What is required ->
Start at the line in the entries below that contains "use crate::cache::parse_datetime;", stop at the line that contains "let url = Url::parse(&self.url)", and output exactly the lines in that span, both ends included.

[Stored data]
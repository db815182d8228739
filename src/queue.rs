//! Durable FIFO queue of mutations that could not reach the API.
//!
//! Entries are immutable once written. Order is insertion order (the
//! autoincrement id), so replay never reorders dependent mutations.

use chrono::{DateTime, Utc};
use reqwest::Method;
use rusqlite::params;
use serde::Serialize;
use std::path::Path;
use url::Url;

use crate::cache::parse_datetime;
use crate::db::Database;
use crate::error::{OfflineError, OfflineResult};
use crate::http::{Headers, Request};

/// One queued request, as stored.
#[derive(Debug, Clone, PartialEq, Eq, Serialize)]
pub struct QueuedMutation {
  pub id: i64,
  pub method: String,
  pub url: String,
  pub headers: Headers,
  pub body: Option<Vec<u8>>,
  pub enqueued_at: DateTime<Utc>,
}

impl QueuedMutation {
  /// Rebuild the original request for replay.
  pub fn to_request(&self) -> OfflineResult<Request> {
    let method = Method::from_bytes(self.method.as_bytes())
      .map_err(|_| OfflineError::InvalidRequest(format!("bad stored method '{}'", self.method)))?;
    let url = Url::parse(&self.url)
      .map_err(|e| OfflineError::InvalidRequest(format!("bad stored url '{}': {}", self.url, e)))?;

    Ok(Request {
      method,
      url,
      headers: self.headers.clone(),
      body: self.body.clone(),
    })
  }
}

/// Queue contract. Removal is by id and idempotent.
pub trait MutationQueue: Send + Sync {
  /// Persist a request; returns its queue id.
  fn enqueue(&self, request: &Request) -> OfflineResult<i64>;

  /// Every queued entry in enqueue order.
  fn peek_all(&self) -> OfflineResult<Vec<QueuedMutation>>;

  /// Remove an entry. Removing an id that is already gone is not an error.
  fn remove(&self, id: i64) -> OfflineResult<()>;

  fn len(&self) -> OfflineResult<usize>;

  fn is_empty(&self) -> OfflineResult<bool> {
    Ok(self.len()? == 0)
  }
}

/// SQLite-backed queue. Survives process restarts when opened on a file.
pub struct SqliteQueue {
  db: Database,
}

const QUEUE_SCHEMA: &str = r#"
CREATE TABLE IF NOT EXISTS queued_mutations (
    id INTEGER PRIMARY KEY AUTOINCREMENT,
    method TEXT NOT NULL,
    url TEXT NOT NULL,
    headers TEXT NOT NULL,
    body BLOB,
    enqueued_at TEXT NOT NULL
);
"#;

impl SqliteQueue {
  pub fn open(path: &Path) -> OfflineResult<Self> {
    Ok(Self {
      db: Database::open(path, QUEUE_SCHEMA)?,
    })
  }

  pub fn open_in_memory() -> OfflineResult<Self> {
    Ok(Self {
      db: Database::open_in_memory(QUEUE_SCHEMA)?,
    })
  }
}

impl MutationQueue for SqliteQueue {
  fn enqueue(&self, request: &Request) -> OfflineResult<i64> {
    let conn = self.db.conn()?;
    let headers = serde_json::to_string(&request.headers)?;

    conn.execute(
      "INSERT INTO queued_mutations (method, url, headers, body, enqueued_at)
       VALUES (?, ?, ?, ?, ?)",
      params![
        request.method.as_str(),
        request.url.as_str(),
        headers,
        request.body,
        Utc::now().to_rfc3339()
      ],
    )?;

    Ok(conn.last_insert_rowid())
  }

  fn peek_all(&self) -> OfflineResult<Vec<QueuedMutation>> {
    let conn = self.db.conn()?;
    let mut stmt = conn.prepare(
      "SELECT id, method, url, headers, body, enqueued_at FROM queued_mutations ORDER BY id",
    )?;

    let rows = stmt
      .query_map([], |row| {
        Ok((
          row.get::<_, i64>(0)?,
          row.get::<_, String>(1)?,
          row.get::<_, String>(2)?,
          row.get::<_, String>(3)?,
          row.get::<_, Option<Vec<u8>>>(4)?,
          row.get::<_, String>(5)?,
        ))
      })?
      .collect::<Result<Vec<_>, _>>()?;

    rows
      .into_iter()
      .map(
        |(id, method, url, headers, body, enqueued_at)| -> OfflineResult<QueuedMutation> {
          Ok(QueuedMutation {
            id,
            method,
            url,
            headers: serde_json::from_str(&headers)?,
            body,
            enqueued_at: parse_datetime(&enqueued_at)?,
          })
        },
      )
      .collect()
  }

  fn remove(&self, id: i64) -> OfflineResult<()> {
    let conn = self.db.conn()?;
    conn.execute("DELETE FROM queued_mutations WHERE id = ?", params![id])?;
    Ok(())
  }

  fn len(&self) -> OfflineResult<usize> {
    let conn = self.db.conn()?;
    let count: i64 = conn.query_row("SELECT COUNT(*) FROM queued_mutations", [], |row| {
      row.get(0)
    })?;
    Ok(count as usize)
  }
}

Answer to the problem ->
use crate::cache::parse_datetime;
use crate::db::Database;
use crate::error::{OfflineError, OfflineResult};
use crate::http::{Headers, Request};

/// One queued request, as stored.
#[derive(Debug, Clone, PartialEq, Eq, Serialize)]
pub struct QueuedMutation {
  pub id: i64,
  pub method: String,
  pub url: String,
  pub headers: Headers,
  pub body: Option<Vec<u8>>,
  pub enqueued_at: DateTime<Utc>,
}

impl QueuedMutation {
  /// Rebuild the original request for replay.
  pub fn to_request(&self) -> OfflineResult<Request> {
    let method = Method::from_bytes(self.method.as_bytes())
      .map_err(|_| OfflineError::InvalidRequest(format!("bad stored method '{}'", self.method)))?;
    let url = Url::parse(&self.url)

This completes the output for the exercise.